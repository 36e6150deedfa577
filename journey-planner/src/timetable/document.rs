//! JSON timetable document.

use std::path::Path;

use serde::{Deserialize, Serialize};
use tracing::{debug, info};

use super::error::TimetableError;
use crate::domain::{InvalidArgument, Train};
use crate::planner::{JourneyPlanner, PlannerConfig};

/// A list of trains, as stored on disk.
///
/// # Examples
///
/// ```
/// use journey_planner::timetable::Timetable;
///
/// let json = r#"{
///     "trains": [{
///         "info": {"kind": "RegionalExpress", "number": 4012},
///         "schedule": [
///             {"time": "08:00", "station": "Munich"},
///             {"time": "08:45", "station": "Augsburg"}
///         ]
///     }]
/// }"#;
///
/// let timetable = Timetable::from_json_str(json).unwrap();
/// assert_eq!(timetable.len(), 1);
///
/// // The train list must be present
/// assert!(Timetable::from_json_str(r#"{"trains": null}"#).is_err());
/// ```
#[derive(Debug, Clone, Default, PartialEq, Eq, Serialize)]
pub struct Timetable {
    trains: Vec<Train>,
}

/// Raw document; `trains` is optional here so that absence is reported as
/// an invalid argument rather than a parse error.
#[derive(Deserialize)]
struct TimetableDto {
    #[serde(default)]
    trains: Option<Vec<Train>>,
}

impl Timetable {
    /// Create a timetable from a list of trains.
    pub fn new(trains: Vec<Train>) -> Self {
        Self { trains }
    }

    /// Parse a timetable from a JSON string.
    pub fn from_json_str(json: &str) -> Result<Self, TimetableError> {
        let dto: TimetableDto = serde_json::from_str(json)?;
        let trains = dto
            .trains
            .ok_or_else(|| InvalidArgument::new("timetable must list its trains"))?;
        Ok(Self { trains })
    }

    /// Read a timetable from a JSON file.
    pub fn from_path(path: impl AsRef<Path>) -> Result<Self, TimetableError> {
        let path = path.as_ref();
        let contents = std::fs::read_to_string(path).map_err(|source| TimetableError::Io {
            path: path.to_path_buf(),
            source,
        })?;

        let timetable = Self::from_json_str(&contents)?;
        info!(path = %path.display(), trains = timetable.len(), "loaded timetable");
        Ok(timetable)
    }

    /// Serialize to pretty-printed JSON.
    pub fn to_json_pretty(&self) -> Result<String, TimetableError> {
        Ok(serde_json::to_string_pretty(self)?)
    }

    /// Write the timetable to a JSON file.
    ///
    /// Creates parent directories if they don't exist.
    pub fn save(&self, path: impl AsRef<Path>) -> Result<(), TimetableError> {
        let path = path.as_ref();
        let io_error = |source: std::io::Error| TimetableError::Io {
            path: path.to_path_buf(),
            source,
        };

        if let Some(parent) = path.parent()
            && !parent.as_os_str().is_empty()
            && !parent.exists()
        {
            std::fs::create_dir_all(parent).map_err(io_error)?;
        }

        let json = self.to_json_pretty()?;
        std::fs::write(path, json).map_err(io_error)?;

        debug!(path = %path.display(), trains = self.len(), "saved timetable");
        Ok(())
    }

    /// Returns the trains.
    pub fn trains(&self) -> &[Train] {
        &self.trains
    }

    /// Returns the number of trains.
    pub fn len(&self) -> usize {
        self.trains.len()
    }

    /// Returns true if there are no trains.
    pub fn is_empty(&self) -> bool {
        self.trains.is_empty()
    }

    /// Build a planner over this timetable's trains.
    pub fn into_planner(self, config: PlannerConfig) -> JourneyPlanner {
        JourneyPlanner::with_config(self.trains, config)
    }
}

#[cfg(test)]
mod tests {
    use super::*;
    use crate::domain::{Station, Stop, Time, TrainInfo};
    use tempfile::tempdir;

    const EXAMPLE: &str = r#"{
        "trains": [
            {
                "info": {"kind": "InterCityExpress", "number": 724, "has_wifi": true},
                "schedule": [
                    {"time": "08:00", "station": "A"},
                    {"time": "08:10", "station": "B"},
                    {"time": "08:20", "station": "C"}
                ]
            },
            {
                "info": {"kind": "Regional", "number": 5032},
                "schedule": [
                    {"time": {"hours": 9, "minutes": 0}, "station": "A"},
                    {"time": "09:15", "station": "C"}
                ]
            }
        ]
    }"#;

    fn station(name: &str) -> Station {
        Station::new(name).unwrap()
    }

    fn make_timetable() -> Timetable {
        let train = Train::new(
            TrainInfo::RegionalExpress { number: 1 },
            vec![
                Stop::new(Time::new(8, 0).unwrap(), station("A")),
                Stop::new(Time::new(8, 30).unwrap(), station("B")),
            ],
        )
        .unwrap();
        Timetable::new(vec![train])
    }

    #[test]
    fn parse_example() {
        let timetable = Timetable::from_json_str(EXAMPLE).unwrap();
        assert_eq!(timetable.len(), 2);
        assert!(!timetable.is_empty());
        assert_eq!(timetable.trains()[0].number(), 724);
        assert!(timetable.trains()[0].info().has_wifi());
    }

    #[test]
    fn into_planner() {
        let planner = Timetable::from_json_str(EXAMPLE)
            .unwrap()
            .into_planner(PlannerConfig::default());

        assert_eq!(planner.stations().len(), 3);
        assert_eq!(planner.trains_at(&station("A")).len(), 2);
        assert!(planner.is_short_trip(&station("A"), &station("C")));
        assert!(!planner.is_short_trip(&station("B"), &station("A")));
    }

    #[test]
    fn empty_train_list_is_valid() {
        let timetable = Timetable::from_json_str(r#"{"trains": []}"#).unwrap();
        assert!(timetable.is_empty());
    }

    #[test]
    fn absent_train_list_rejected() {
        let err = Timetable::from_json_str(r#"{"trains": null}"#).unwrap_err();
        assert!(matches!(err, TimetableError::Invalid(_)));

        let err = Timetable::from_json_str("{}").unwrap_err();
        assert!(matches!(err, TimetableError::Invalid(_)));
    }

    #[test]
    fn invalid_contents_rejected() {
        let json = r#"{"trains": [{
            "info": {"kind": "Regional", "number": 1},
            "schedule": [
                {"time": "25:00", "station": "A"},
                {"time": "09:15", "station": "C"}
            ]
        }]}"#;
        let err = Timetable::from_json_str(json).unwrap_err();
        assert!(matches!(err, TimetableError::Json { .. }));
        assert!(err.to_string().contains("hours must be in 0..24, got 25"));
    }

    #[test]
    fn malformed_json_rejected() {
        let err = Timetable::from_json_str("not json").unwrap_err();
        assert!(matches!(err, TimetableError::Json { .. }));
    }

    #[test]
    fn save_and_load() {
        let dir = tempdir().unwrap();
        let path = dir.path().join("timetable.json");

        let timetable = make_timetable();
        timetable.save(&path).unwrap();

        let loaded = Timetable::from_path(&path).unwrap();
        assert_eq!(loaded, timetable);
    }

    #[test]
    fn save_creates_parent_dirs() {
        let dir = tempdir().unwrap();
        let path = dir.path().join("nested").join("deep").join("timetable.json");

        make_timetable().save(&path).unwrap();
        assert!(path.exists());
    }

    #[test]
    fn saved_times_use_hhmm() {
        let json = make_timetable().to_json_pretty().unwrap();
        assert!(json.contains(r#""08:30""#));
    }

    #[test]
    fn load_missing_file() {
        let dir = tempdir().unwrap();
        let err = Timetable::from_path(dir.path().join("missing.json")).unwrap_err();
        assert!(matches!(err, TimetableError::Io { .. }));
    }
}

------------------------------------------------------------

Each line in the entries above, starting at the line with "pub fn trains(&self)" and ending at the line with "this timetable's trains.", is to be printed exactly, and only those lines.

    pub fn trains(&self) -> &[Train] {
        &self.trains
    }

    /// Returns the number of trains.
    pub fn len(&self) -> usize {
        self.trains.len()
    }

    /// Returns true if there are no trains.
    pub fn is_empty(&self) -> bool {
        self.trains.is_empty()
    }

    /// Build a planner over this timetable's trains.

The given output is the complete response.